Identify every line in the records below that contains the word "summary", and reproduce each one.

# Extracted information
Segment Open

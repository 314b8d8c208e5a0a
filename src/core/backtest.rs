// src/core/backtest.rs
use crate::analytics::performance::PerformanceAnalyzer;
use crate::config::{RiskLimits, StrategyConfig, StrategyOverrides};
use crate::core::risk::RiskPolicy;
use crate::core::slicer::TwapSlicer;
use crate::strategies::traits::BoxedStrategy;
use crate::types::{BacktestResult, Portfolio, PriceUpdate, Trade};
use rust_decimal::Decimal;
use tracing::{debug, info, warn};

#[derive(Debug, Clone, Copy, PartialEq, Eq)]
pub enum BacktestState {
    Idle,
    Initializing,
    Processing { index: usize, total: usize },
    Finalizing,
    Done,
}

/// Replays a recorded price sequence through a strategy and the TWAP slicer.
///
/// Updates are processed exactly in the order given; sort them first if
/// chronological order matters. No real clock is involved.
pub struct BacktestEngine {
    strategy: BoxedStrategy,
    overrides: StrategyOverrides,
    risk: RiskPolicy,
    state: BacktestState,
}

impl BacktestEngine {
    pub fn new(strategy: BoxedStrategy, overrides: StrategyOverrides, limits: RiskLimits) -> Self {
        Self {
            strategy,
            overrides,
            risk: RiskPolicy::new(limits),
            state: BacktestState::Idle,
        }
    }

    pub fn state(&self) -> BacktestState {
        self.state
    }

    /// Runs one backtest. `initial` is copied and never modified, so the same
    /// engine and portfolio can be reused for further runs.
    pub fn run(&mut self, updates: &[PriceUpdate], initial: &Portfolio) -> BacktestResult {
        self.state = BacktestState::Initializing;
        let config = StrategyConfig::merged(&self.overrides);
        let slicer = TwapSlicer::from_config(&config);
        self.strategy.initialize(&self.overrides);

        let mut portfolio = initial.clone();
        let mut trades: Vec<Trade> = Vec::new();

        info!(
            strategy = self.strategy.name(),
            updates = updates.len(),
            slices = slicer.slices(),
            "Backtest starting"
        );

        let total = updates.len();
        for (index, update) in updates.iter().enumerate() {
            self.state = BacktestState::Processing { index, total };

            if update.price <= Decimal::ZERO {
                warn!(
                    symbol = %update.symbol,
                    price = %update.price,
                    "Skipping non-positive price"
                );
                continue;
            }
            portfolio.mark_price(&update.symbol, update.price);

            let Some(signal) = self.strategy.on_update(update) else {
                continue;
            };
            debug!(
                symbol = %signal.symbol,
                side = %signal.action,
                reason = %signal.reason,
                "Signal"
            );

            let fills = slicer.simulate(
                &signal,
                &mut portfolio,
                update.price,
                update.timestamp,
                &self.risk,
            );
            trades.extend(fills);
        }

        self.state = BacktestState::Finalizing;
        self.strategy.on_end();
        let summary = PerformanceAnalyzer::summarize(initial, &portfolio, &trades);

        info!(
            trades = trades.len(),
            total_return = %summary.total_return.round_dp(4),
            sharpe = %summary.sharpe_ratio.round_dp(4),
            max_drawdown = %summary.max_drawdown.round_dp(4),
            "Backtest finished"
        );

        self.state = BacktestState::Done;
        BacktestResult {
            trades,
            final_portfolio: portfolio,
            total_return: summary.total_return,
            sharpe_ratio: summary.sharpe_ratio,
            max_drawdown: summary.max_drawdown,
        }
    }
}
// src/utils/precision.rs
use rust_decimal::Decimal;

/// Rounds `quantity` down to a multiple of the exchange LOT_SIZE `step`.
/// A zero step leaves the quantity as is.
pub fn round_down_to_step(quantity: Decimal, step: Decimal) -> Decimal {
    if step.is_zero() {
        return quantity;
    }
    ((quantity / step).floor() * step).normalize()
}
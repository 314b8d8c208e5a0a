//! End-to-end backtest scenarios
//!
//! Run with:
//! ```
//! cargo test --test backtest_scenarios
//! ```

mod common;

use common::{default_engine, eth_portfolio, series, threshold_engine};
use pretty_assertions::assert_eq;
use rust_decimal::Decimal;
use rust_decimal_macros::dec;
use twap_trader::{Asset, Portfolio, RiskLimits, Side, StrategyOverrides};

// ============================================================================
// Reference scenario
// ============================================================================

#[test]
fn ten_percent_drop_buys_eth_in_slices() {
    let updates = series("ETHUSDT", &[dec!(2000), dec!(1800)]);
    let result = default_engine().run(&updates, &eth_portfolio());

    assert!(!result.trades.is_empty());
    assert!(result.trades.len() <= 5);
    for trade in &result.trades {
        assert_eq!(trade.side, Side::Buy);
        assert_eq!(trade.symbol, "ETHUSDT");
        assert_eq!(trade.price, dec!(1800));
    }
    assert!(result.final_portfolio.assets["ETHUSDT"].holdings > dec!(10));
    assert!(result.final_portfolio.cash >= Decimal::ZERO);
}

#[test]
fn reference_scenario_metrics() {
    let updates = series("ETHUSDT", &[dec!(2000), dec!(1800)]);
    let result = default_engine().run(&updates, &eth_portfolio());

    // Buying at market moves no value; the loss is the 10 ETH held before
    // the drop, marked down from 2000 to 1800: -2000 on 120000.
    let tolerance = dec!(0.0001);
    assert!((result.total_return - dec!(-1.6667)).abs() < tolerance, "{}", result.total_return);
    assert!((result.max_drawdown - dec!(1.6667)).abs() < tolerance, "{}", result.max_drawdown);
    assert!(result.sharpe_ratio < Decimal::ZERO);
}

#[test]
fn no_signal_no_trades() {
    let updates = series("ETHUSDT", &[dec!(2000), dec!(1990), dec!(2050), dec!(2000)]);
    let result = default_engine().run(&updates, &eth_portfolio());

    assert!(result.trades.is_empty());
    assert_eq!(result.sharpe_ratio, Decimal::ZERO);
    assert_eq!(result.max_drawdown, Decimal::ZERO);
}

// ============================================================================
// Slicing limits
// ============================================================================

#[test]
fn buy_with_full_allocation_stops_when_cash_runs_out() {
    let initial = Portfolio::new(dec!(1000)).with_asset(Asset::new("AAPL", dec!(210), dec!(10)));
    let overrides = StrategyOverrides {
        buy_percentage: Some(dec!(1.0)),
        ..Default::default()
    };
    let limits = RiskLimits {
        max_trade_size: dec!(10000),
        ..Default::default()
    };
    // 210 -> 189 is a 10% drop; total target = (1000 + 10*189) * 1.0 = 2890
    let updates = series("AAPL", &[dec!(210), dec!(189)]);
    let result = threshold_engine(overrides, limits).run(&updates, &initial);

    let per_slice = dec!(2890) / dec!(5);
    let max_slices = (dec!(1000) / per_slice).floor();
    assert_eq!(Decimal::from(result.trades.len()), max_slices);
    assert!(result.final_portfolio.cash >= Decimal::ZERO);
}

#[test]
fn sell_of_twenty_percent_in_five_slices() {
    let initial = Portfolio::new(dec!(0)).with_asset(Asset::new("AAPL", dec!(90), dec!(50)));
    let overrides = StrategyOverrides {
        sell_percentage: Some(dec!(0.20)),
        ..Default::default()
    };
    let updates = series("AAPL", &[dec!(90), dec!(100)]);
    let result = threshold_engine(overrides, RiskLimits::default()).run(&updates, &initial);

    assert_eq!(result.trades.len(), 5);
    assert!(result.trades.iter().all(|t| t.quantity == dec!(2) && t.side == Side::Sell));
    assert_eq!(result.final_portfolio.assets["AAPL"].holdings, dec!(40));
    assert_eq!(result.final_portfolio.cash, dec!(1000));
}

#[test]
fn repeated_sells_never_go_negative() {
    // Every update past the rise threshold sells again
    let initial = Portfolio::new(dec!(0)).with_asset(Asset::new("AAPL", dec!(100), dec!(5)));
    let overrides = StrategyOverrides {
        sell_percentage: Some(dec!(1.0)),
        ..Default::default()
    };
    let updates = series("AAPL", &[dec!(100), dec!(120), dec!(125), dec!(130)]);
    let result = threshold_engine(overrides, RiskLimits::default()).run(&updates, &initial);

    assert_eq!(result.final_portfolio.assets["AAPL"].holdings, Decimal::ZERO);
    let sold: Decimal = result.trades.iter().map(|t| t.quantity).sum();
    assert_eq!(sold, dec!(5));
}

#[test]
fn signals_for_unheld_symbols_are_ignored() {
    let updates = series("BTCUSDT", &[dec!(40000), dec!(30000)]);
    let result = default_engine().run(&updates, &eth_portfolio());

    assert!(result.trades.is_empty());
    assert_eq!(result.final_portfolio, eth_portfolio());
}

// ============================================================================
// Ordering
// ============================================================================

#[test]
fn updates_are_replayed_in_given_order() {
    // Out of timestamp order on purpose: 1800 is seen first and becomes the
    // baseline, so the later 2000 is a rise, not a drop.
    let mut updates = series("ETHUSDT", &[dec!(2000), dec!(1800)]);
    updates.reverse();
    let result = default_engine().run(&updates, &eth_portfolio());

    assert!(result.trades.iter().all(|t| t.side == Side::Sell));
    assert!(!result.trades.is_empty());
}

Segment Closed

# Solved exercise
        let summary = PerformanceAnalyzer::summarize(initial, &portfolio, &trades);
            total_return = %summary.total_return.round_dp(4),
            sharpe = %summary.sharpe_ratio.round_dp(4),
            max_drawdown = %summary.max_drawdown.round_dp(4),
            total_return: summary.total_return,
            sharpe_ratio: summary.sharpe_ratio,
            max_drawdown: summary.max_drawdown,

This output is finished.